- 著者
-
佐藤 邦政
- 出版者
- 日本倫理学会
- 雑誌
- 倫理学年報 (ISSN:24344699)
- 巻号頁・発行日
- vol.68, pp.247-261, 2019 (Released:2021-05-17)
In her pioneering work Epistemic Injustice, Miranda Fricker elucidates how
people are wronged as the knowers in various social epistemic practices of
knowledge production, acquisition, transmission, and dissemination. In her account,
“hermeneutical injustice” in essence refers to injustice caused by prejudice
that is structurally internalized in the collective hermeneutical resource, such as
conceptual tools and expressive styles, in a particular society at a particular
time. Due to this structural prejudice, people of minority and socially powerless
people can wrongfully be treated as knowers, so that their distinct voices and
experiences remain unintelligible.
This paper explores the essential constituents of the vicious agency of perpetrators
involved in hermeneutical injustice. In Fricker’s view, structural prejudice
in the collective resource is bad not only epistemically but also morally because
it causes people of minority and socially powerless people to be
hermeneutically marginalized.
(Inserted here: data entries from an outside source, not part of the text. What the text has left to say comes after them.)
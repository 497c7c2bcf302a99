//! Login password hashing.
//!
//! Account passwords are hashed with Argon2id in PHC string format before
//! storage; verification parses the stored PHC string, so parameters can be
//! tuned later without invalidating existing hashes.

use argon2::password_hash::rand_core::OsRng;
use argon2::password_hash::{PasswordHash, PasswordHasher, PasswordVerifier, SaltString};
use argon2::Argon2;

use crate::error::AppError;

/// Hash a login password with Argon2id and a fresh random salt.
///
/// # Errors
///
/// Returns `AppError::Internal` if hashing fails.
pub fn hash_password(plain: &str) -> Result<String, AppError> {
    let salt = SaltString::generate(&mut OsRng);
    Argon2::default()
        .hash_password(plain.as_bytes(), &salt)
        .map(|hash| hash.to_string())
        .map_err(|e| AppError::Internal(format!("password hashing failed: {e}")))
}

/// Verify a login password against a stored PHC hash string.
///
/// # Errors
///
/// Returns `AppError::Internal` if the stored hash does not parse.
pub fn verify_password(plain: &str, phc_hash: &str) -> Result<bool, AppError> {
    let parsed = PasswordHash::new(phc_hash)
        .map_err(|e| AppError::Internal(format!("stored password hash is invalid: {e}")))?;
    Ok(Argon2::default()
        .verify_password(plain.as_bytes(), &parsed)
        .is_ok())
}

#[cfg(test)]
#[allow(clippy::unwrap_used)]
mod tests {
    use super::*;

    #[test]
    fn hash_then_verify_roundtrip() {
        let hash = hash_password("correct horse battery staple").unwrap();
        assert!(verify_password("correct horse battery staple", &hash).unwrap());
        assert!(!verify_password("wrong password", &hash).unwrap());
    }

    #[test]
    fn hashes_are_salted() {
        let a = hash_password("same input").unwrap();
        let b = hash_password("same input").unwrap();
        assert_ne!(a, b);
    }

    #[test]
    fn bad_stored_hash_is_internal_error() {
        let err = verify_password("anything", "not-a-phc-string").unwrap_err();
        assert!(matches!(err, AppError::Internal(_)));
    }
}
//! Shared application state.

use std::fmt;
use std::sync::Arc;

use keyhaven_core::breach::BreachClient;
use keyhaven_core::crypto::StaticKeyProvider;
use keyhaven_core::session::SessionSigner;
use keyhaven_storage::VaultStore;

/// Shared state threaded through all routes via `State<Arc<AppState>>`.
pub struct AppState {
    /// Credential record storage.
    pub store: Arc<dyn VaultStore>,
    /// Provider of the encryption key for sealing vault entries.
    pub keys: StaticKeyProvider,
    /// Session token issuer and verifier.
    pub signer: SessionSigner,
    /// Client for the breach range API.
    pub breach: BreachClient,
}

impl fmt::Debug for AppState {
    fn fmt(&self, f: &mut fmt::Formatter<'_>) -> fmt::Result {
        f.debug_struct("AppState").finish_non_exhaustive()
    }
}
However, Fricker argues that there is no perpetrator
in hermeneutical injustice as prejudice is incorporated implicitly in the
collective hermeneutical resource. On the contrary, Medina contends that vicious
agency makes sense in terms of responsibility for noticing others’ non-standard
voices and distinct experiences. Whereas Medina’s argument illuminates the possibility
that people perpetrate hermeneutical injustice, there are other essential
constituents of the vicious agency alongside agent’s responsibility.
On the basis of virtue theory, I will demonstrate that the vicious agency of
agents who commit hermeneutical injustice is assessed not only by their vicious
motivations but also by bad results produced by their action. First, if agents have motivations to intentionally disregard others’ sincere voices and experiences,
and maintain the structural prejudice in the collective resource, they perpetrate
hermeneutical injustice. Second, if agents do not neutralize the prejudice in
their own hermeneutical resource, even by a direct interaction with others who
appeal their voices and experiences, they are culpable of committing hermeneutical
injustice.“ Neutralizing prejudice” here refers to agents’ becoming aware of
a lacuna in the present hermeneutical resource as well as recognizing structural
prejudices. Conversely, even if agents are unsuccessful in making others’ voices
and experiences socially intelligible, they are not deemed as perpetrators if they
produce the effect of neutralizing prejudice.